» PROBLEM:
Across the data, every line with the word "Serialize" counts once; state the total alone.

** PROVIDED DATA follows **

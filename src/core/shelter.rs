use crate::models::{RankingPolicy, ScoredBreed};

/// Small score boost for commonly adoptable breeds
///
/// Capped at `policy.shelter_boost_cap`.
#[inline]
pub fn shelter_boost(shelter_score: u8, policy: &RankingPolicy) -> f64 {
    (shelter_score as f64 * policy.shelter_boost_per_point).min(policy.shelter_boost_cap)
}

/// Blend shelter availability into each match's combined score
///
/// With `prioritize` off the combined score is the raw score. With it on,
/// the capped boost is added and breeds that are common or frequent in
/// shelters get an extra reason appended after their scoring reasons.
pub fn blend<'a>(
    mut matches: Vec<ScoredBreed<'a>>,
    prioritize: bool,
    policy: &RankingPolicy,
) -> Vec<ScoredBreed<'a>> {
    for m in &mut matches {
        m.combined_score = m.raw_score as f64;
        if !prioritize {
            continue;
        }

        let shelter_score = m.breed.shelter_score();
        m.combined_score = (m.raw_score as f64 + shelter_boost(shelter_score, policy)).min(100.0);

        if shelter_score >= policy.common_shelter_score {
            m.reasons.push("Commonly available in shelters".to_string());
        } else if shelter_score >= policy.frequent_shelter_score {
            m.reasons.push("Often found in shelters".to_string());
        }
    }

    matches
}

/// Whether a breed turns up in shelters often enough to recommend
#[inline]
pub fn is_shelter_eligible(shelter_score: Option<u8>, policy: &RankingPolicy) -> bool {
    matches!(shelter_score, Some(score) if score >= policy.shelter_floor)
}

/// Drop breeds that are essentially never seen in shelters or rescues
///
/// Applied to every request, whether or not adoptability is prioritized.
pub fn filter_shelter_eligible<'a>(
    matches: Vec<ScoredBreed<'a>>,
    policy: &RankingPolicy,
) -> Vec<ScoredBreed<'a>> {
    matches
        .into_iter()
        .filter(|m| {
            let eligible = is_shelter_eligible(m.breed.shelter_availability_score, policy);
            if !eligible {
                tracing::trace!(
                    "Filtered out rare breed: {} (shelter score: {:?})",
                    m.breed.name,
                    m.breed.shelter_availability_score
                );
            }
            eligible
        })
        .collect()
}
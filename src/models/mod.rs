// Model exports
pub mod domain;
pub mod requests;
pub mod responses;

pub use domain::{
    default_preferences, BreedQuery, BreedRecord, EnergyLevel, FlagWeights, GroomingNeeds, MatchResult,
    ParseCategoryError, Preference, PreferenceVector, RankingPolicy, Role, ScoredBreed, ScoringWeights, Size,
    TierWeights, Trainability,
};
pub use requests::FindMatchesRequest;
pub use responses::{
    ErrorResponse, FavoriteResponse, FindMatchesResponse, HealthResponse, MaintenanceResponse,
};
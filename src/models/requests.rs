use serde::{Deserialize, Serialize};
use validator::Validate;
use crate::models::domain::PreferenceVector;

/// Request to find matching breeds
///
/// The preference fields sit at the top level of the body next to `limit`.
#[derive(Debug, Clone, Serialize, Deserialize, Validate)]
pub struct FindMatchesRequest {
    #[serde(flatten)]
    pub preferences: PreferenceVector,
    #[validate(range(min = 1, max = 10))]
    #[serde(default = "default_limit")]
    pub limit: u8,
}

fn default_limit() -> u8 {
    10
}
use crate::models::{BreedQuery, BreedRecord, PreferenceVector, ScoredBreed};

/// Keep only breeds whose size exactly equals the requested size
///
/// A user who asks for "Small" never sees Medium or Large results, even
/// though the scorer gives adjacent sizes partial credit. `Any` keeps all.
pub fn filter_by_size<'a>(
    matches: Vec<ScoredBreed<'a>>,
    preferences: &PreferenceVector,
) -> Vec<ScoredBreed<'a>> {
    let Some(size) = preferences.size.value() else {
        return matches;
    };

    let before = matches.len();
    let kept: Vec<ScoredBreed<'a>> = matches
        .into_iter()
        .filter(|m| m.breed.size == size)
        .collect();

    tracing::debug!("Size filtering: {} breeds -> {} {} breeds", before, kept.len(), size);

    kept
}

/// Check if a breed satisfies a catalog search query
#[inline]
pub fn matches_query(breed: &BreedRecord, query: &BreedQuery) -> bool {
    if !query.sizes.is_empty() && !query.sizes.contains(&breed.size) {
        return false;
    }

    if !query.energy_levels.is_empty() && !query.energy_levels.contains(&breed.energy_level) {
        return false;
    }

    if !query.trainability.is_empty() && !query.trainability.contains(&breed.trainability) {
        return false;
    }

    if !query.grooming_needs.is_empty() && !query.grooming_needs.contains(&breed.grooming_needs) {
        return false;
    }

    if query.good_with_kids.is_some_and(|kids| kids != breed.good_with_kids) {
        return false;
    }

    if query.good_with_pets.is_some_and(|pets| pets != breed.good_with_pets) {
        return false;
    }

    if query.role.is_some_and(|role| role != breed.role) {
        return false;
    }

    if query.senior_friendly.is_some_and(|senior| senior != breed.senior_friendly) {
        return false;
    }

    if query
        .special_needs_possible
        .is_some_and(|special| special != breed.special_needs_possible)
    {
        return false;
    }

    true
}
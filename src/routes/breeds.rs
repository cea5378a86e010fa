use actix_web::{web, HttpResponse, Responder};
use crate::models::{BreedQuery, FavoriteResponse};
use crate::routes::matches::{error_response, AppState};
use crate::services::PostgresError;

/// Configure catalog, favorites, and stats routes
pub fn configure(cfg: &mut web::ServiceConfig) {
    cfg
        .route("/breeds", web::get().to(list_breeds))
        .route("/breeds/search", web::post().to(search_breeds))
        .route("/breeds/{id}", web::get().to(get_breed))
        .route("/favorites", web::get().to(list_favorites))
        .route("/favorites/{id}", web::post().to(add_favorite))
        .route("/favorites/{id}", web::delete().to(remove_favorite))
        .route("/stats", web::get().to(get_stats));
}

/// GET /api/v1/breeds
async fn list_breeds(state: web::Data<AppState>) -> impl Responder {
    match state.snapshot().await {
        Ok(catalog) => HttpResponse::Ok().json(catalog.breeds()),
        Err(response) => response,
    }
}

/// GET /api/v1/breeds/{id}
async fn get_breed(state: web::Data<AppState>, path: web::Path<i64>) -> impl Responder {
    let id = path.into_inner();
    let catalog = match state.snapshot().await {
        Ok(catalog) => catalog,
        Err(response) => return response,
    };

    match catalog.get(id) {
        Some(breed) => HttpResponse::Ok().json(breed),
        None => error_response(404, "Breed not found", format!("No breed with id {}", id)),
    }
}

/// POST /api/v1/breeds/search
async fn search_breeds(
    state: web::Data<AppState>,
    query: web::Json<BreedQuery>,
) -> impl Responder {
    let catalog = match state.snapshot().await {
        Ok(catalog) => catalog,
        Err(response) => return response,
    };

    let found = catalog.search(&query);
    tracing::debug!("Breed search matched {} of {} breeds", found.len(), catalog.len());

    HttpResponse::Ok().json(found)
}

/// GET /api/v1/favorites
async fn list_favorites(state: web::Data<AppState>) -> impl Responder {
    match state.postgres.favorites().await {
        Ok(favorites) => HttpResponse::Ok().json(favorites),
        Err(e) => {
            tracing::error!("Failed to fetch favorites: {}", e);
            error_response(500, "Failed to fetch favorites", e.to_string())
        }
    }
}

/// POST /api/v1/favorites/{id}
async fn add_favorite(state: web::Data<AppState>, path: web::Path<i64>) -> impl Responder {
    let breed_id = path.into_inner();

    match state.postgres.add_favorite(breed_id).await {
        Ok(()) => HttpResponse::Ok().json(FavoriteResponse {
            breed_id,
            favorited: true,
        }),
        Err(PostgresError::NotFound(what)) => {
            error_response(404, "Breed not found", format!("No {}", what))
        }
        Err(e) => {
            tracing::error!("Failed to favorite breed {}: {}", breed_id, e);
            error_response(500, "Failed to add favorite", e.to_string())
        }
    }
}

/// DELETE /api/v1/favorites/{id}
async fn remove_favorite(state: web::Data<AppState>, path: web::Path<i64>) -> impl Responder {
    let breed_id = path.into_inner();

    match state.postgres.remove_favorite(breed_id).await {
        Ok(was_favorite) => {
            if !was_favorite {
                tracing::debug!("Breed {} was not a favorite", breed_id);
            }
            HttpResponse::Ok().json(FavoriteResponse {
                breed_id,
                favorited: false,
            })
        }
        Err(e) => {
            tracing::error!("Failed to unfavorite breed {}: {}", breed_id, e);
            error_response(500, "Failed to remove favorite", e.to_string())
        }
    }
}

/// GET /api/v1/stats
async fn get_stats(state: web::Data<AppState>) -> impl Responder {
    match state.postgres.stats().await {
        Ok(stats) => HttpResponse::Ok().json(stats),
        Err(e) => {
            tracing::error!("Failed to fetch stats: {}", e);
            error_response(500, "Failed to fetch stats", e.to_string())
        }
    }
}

** End of PROVIDED DATA **

» SOLUTION FOR THIS TASK:
2